→ **Exercise objective**
Write out the listing exactly as it is given.

→ **Data**
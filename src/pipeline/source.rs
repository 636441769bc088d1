//! Source dispatcher: route a document to the right text-recovery path.
//!
//! This is the pipeline's public text entry point. Routing is by file
//! extension alone — the cheap check runs before any byte of the document is
//! parsed, so an unsupported file is rejected instantly with a clear error
//! instead of a confusing parse failure deeper in.

use crate::error::ExtractError;
use crate::pipeline::{container, legacy, markup};
use std::path::Path;
use tracing::debug;

/// The well-known body entry inside a modern word-processor container.
pub const DOCUMENT_BODY_ENTRY: &str = "word/document.xml";

/// Recover linear readable text from a named document.
///
/// * `txt` / `md` / `markdown` — decoded as UTF-8 (lossy) and returned.
/// * `docx` — container scan → entry inflation → markup text extraction,
///   targeting [`DOCUMENT_BODY_ENTRY`].
/// * `hwp` — dual-encoding heuristic decode.
/// * anything else — [`ExtractError::UnsupportedDocumentType`], before any
///   parsing is attempted.
///
/// A document that parses but reduces to whitespace fails with
/// [`ExtractError::EmptyDocument`]; callers never see empty text.
pub fn extract_text(file_name: &str, bytes: &[u8]) -> Result<String, ExtractError> {
    let extension = Path::new(file_name)
        .extension()
        .and_then(|e| e.to_str())
        .map(str::to_ascii_lowercase)
        .unwrap_or_default();

    let text = match extension.as_str() {
        "txt" | "md" | "markdown" => String::from_utf8_lossy(bytes).into_owned(),
        "docx" => document_body_text(bytes)?,
        "hwp" => legacy::decode_legacy(bytes)?,
        _ => return Err(ExtractError::UnsupportedDocumentType { extension }),
    };

    let trimmed = text.trim();
    if trimmed.is_empty() {
        return Err(ExtractError::EmptyDocument);
    }
    debug!("recovered {} chars from '{}'", trimmed.chars().count(), file_name);
    Ok(trimmed.to_string())
}

fn document_body_text(bytes: &[u8]) -> Result<String, ExtractError> {
    let entries = container::list_entries(bytes)?;
    let entry = container::find_entry(&entries, DOCUMENT_BODY_ENTRY).ok_or_else(|| {
        ExtractError::EntryNotFound {
            name: DOCUMENT_BODY_ENTRY.to_string(),
        }
    })?;
    let xml = container::read_entry(bytes, entry)?;
    markup::paragraph_text(&xml)
}

#[cfg(test)]
mod tests {
    use super::*;
    use crate::pipeline::container::fixtures::build_zip;
    use crate::pipeline::container::METHOD_STORED;

    #[test]
    fn plain_text_passes_through_trimmed() {
        let text = extract_text("notes.txt", b"  topic list\nline two  \n").unwrap();
        assert_eq!(text, "topic list\nline two");
    }

    #[test]
    fn markdown_extension_is_plain_text() {
        assert_eq!(extract_text("spec.md", b"# Topics").unwrap(), "# Topics");
        assert_eq!(
            extract_text("spec.MARKDOWN", b"# Topics").unwrap(),
            "# Topics"
        );
    }

    #[test]
    fn unsupported_extension_rejected_before_parsing() {
        let err = extract_text("report.pdf", b"%PDF-1.7").unwrap_err();
        match err {
            ExtractError::UnsupportedDocumentType { extension } => {
                assert_eq!(extension, "pdf");
            }
            other => panic!("expected UnsupportedDocumentType, got {other:?}"),
        }
    }

    #[test]
    fn missing_extension_rejected() {
        let err = extract_text("README", b"text").unwrap_err();
        assert!(matches!(
            err,
            ExtractError::UnsupportedDocumentType { .. }
        ));
    }

    #[test]
    fn whitespace_only_text_is_empty_document() {
        let err = extract_text("blank.txt", b"   \n\t  ").unwrap_err();
        assert!(matches!(err, ExtractError::EmptyDocument));
    }

    #[test]
    fn docx_without_body_entry_is_entry_not_found() {
        let zip = build_zip(&[("word/styles.xml", METHOD_STORED, b"<styles/>")]);
        let err = extract_text("doc.docx", &zip).unwrap_err();
        match err {
            ExtractError::EntryNotFound { name } => assert_eq!(name, DOCUMENT_BODY_ENTRY),
            other => panic!("expected EntryNotFound, got {other:?}"),
        }
    }

    #[test]
    fn docx_with_stored_body_extracts_paragraphs() {
        let xml = br#"<w:document xmlns:w="http://example.invalid/w">
  <w:body>
    <w:p><w:r><w:t>Line one</w:t></w:r></w:p>
    <w:p><w:r><w:t>Line two</w:t></w:r></w:p>
  </w:body>
</w:document>"#;
        let zip = build_zip(&[(DOCUMENT_BODY_ENTRY, METHOD_STORED, xml.as_slice())]);
        let text = extract_text("doc.docx", &zip).unwrap();
        assert_eq!(text, "Line one\nLine two");
    }

    #[test]
    fn invalid_container_propagates_malformed_error() {
        let err = extract_text("doc.docx", b"not a zip at all").unwrap_err();
        assert!(matches!(err, ExtractError::MalformedContainer { .. }));
    }
}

→ **Reply to the task**
filename src/pipeline/source.rs
repository 636441769bc088d1
//! Source dispatcher: route a document to the right text-recovery path.
//!
//! This is the pipeline's public text entry point. Routing is by file
//! extension alone — the cheap check runs before any byte of the document is
//! parsed, so an unsupported file is rejected instantly with a clear error
//! instead of a confusing parse failure deeper in.

use crate::error::ExtractError;
use crate::pipeline::{container, legacy, markup};
use std::path::Path;
use tracing::debug;

/// The well-known body entry inside a modern word-processor container.
pub const DOCUMENT_BODY_ENTRY: &str = "word/document.xml";

/// Recover linear readable text from a named document.
///
/// * `txt` / `md` / `markdown` — decoded as UTF-8 (lossy) and returned.
/// * `docx` — container scan → entry inflation → markup text extraction,
///   targeting [`DOCUMENT_BODY_ENTRY`].
/// * `hwp` — dual-encoding heuristic decode.
/// * anything else — [`ExtractError::UnsupportedDocumentType`], before any
///   parsing is attempted.
///
/// A document that parses but reduces to whitespace fails with
/// [`ExtractError::EmptyDocument`]; callers never see empty text.
pub fn extract_text(file_name: &str, bytes: &[u8]) -> Result<String, ExtractError> {
    let extension = Path::new(file_name)
        .extension()
        .and_then(|e| e.to_str())
        .map(str::to_ascii_lowercase)
        .unwrap_or_default();

    let text = match extension.as_str() {
        "txt" | "md" | "markdown" => String::from_utf8_lossy(bytes).into_owned(),
        "docx" => document_body_text(bytes)?,
        "hwp" => legacy::decode_legacy(bytes)?,
        _ => return Err(ExtractError::UnsupportedDocumentType { extension }),
    };

    let trimmed = text.trim();
    if trimmed.is_empty() {
        return Err(ExtractError::EmptyDocument);
    }
    debug!("recovered {} chars from '{}'", trimmed.chars().count(), file_name);
    Ok(trimmed.to_string())
}

fn document_body_text(bytes: &[u8]) -> Result<String, ExtractError> {
    let entries = container::list_entries(bytes)?;
    let entry = container::find_entry(&entries, DOCUMENT_BODY_ENTRY).ok_or_else(|| {
        ExtractError::EntryNotFound {
            name: DOCUMENT_BODY_ENTRY.to_string(),
        }
    })?;
    let xml = container::read_entry(bytes, entry)?;
    markup::paragraph_text(&xml)
}

#[cfg(test)]
mod tests {
    use super::*;
    use crate::pipeline::container::fixtures::build_zip;
    use crate::pipeline::container::METHOD_STORED;

    #[test]
    fn plain_text_passes_through_trimmed() {
        let text = extract_text("notes.txt", b"  topic list\nline two  \n").unwrap();
        assert_eq!(text, "topic list\nline two");
    }

    #[test]
    fn markdown_extension_is_plain_text() {
        assert_eq!(extract_text("spec.md", b"# Topics").unwrap(), "# Topics");
        assert_eq!(
            extract_text("spec.MARKDOWN", b"# Topics").unwrap(),
            "# Topics"
        );
    }

    #[test]
    fn unsupported_extension_rejected_before_parsing() {
        let err = extract_text("report.pdf", b"%PDF-1.7").unwrap_err();
        match err {
            ExtractError::UnsupportedDocumentType { extension } => {
                assert_eq!(extension, "pdf");
            }
            other => panic!("expected UnsupportedDocumentType, got {other:?}"),
        }
    }

    #[test]
    fn missing_extension_rejected() {
        let err = extract_text("README", b"text").unwrap_err();
        assert!(matches!(
            err,
            ExtractError::UnsupportedDocumentType { .. }
        ));
    }

    #[test]
    fn whitespace_only_text_is_empty_document() {
        let err = extract_text("blank.txt", b"   \n\t  ").unwrap_err();
        assert!(matches!(err, ExtractError::EmptyDocument));
    }

    #[test]
    fn docx_without_body_entry_is_entry_not_found() {
        let zip = build_zip(&[("word/styles.xml", METHOD_STORED, b"<styles/>")]);
        let err = extract_text("doc.docx", &zip).unwrap_err();
        match err {
            ExtractError::EntryNotFound { name } => assert_eq!(name, DOCUMENT_BODY_ENTRY),
            other => panic!("expected EntryNotFound, got {other:?}"),
        }
    }

    #[test]
    fn docx_with_stored_body_extracts_paragraphs() {
        let xml = br#"<w:document xmlns:w="http://example.invalid/w">
  <w:body>
    <w:p><w:r><w:t>Line one</w:t></w:r></w:p>
    <w:p><w:r><w:t>Line two</w:t></w:r></w:p>
  </w:body>
</w:document>"#;
        let zip = build_zip(&[(DOCUMENT_BODY_ENTRY, METHOD_STORED, xml.as_slice())]);
        let text = extract_text("doc.docx", &zip).unwrap();
        assert_eq!(text, "Line one\nLine two");
    }

    #[test]
    fn invalid_container_propagates_malformed_error() {
        let err = extract_text("doc.docx", b"not a zip at all").unwrap_err();
        assert!(matches!(err, ExtractError::MalformedContainer { .. }));
    }
}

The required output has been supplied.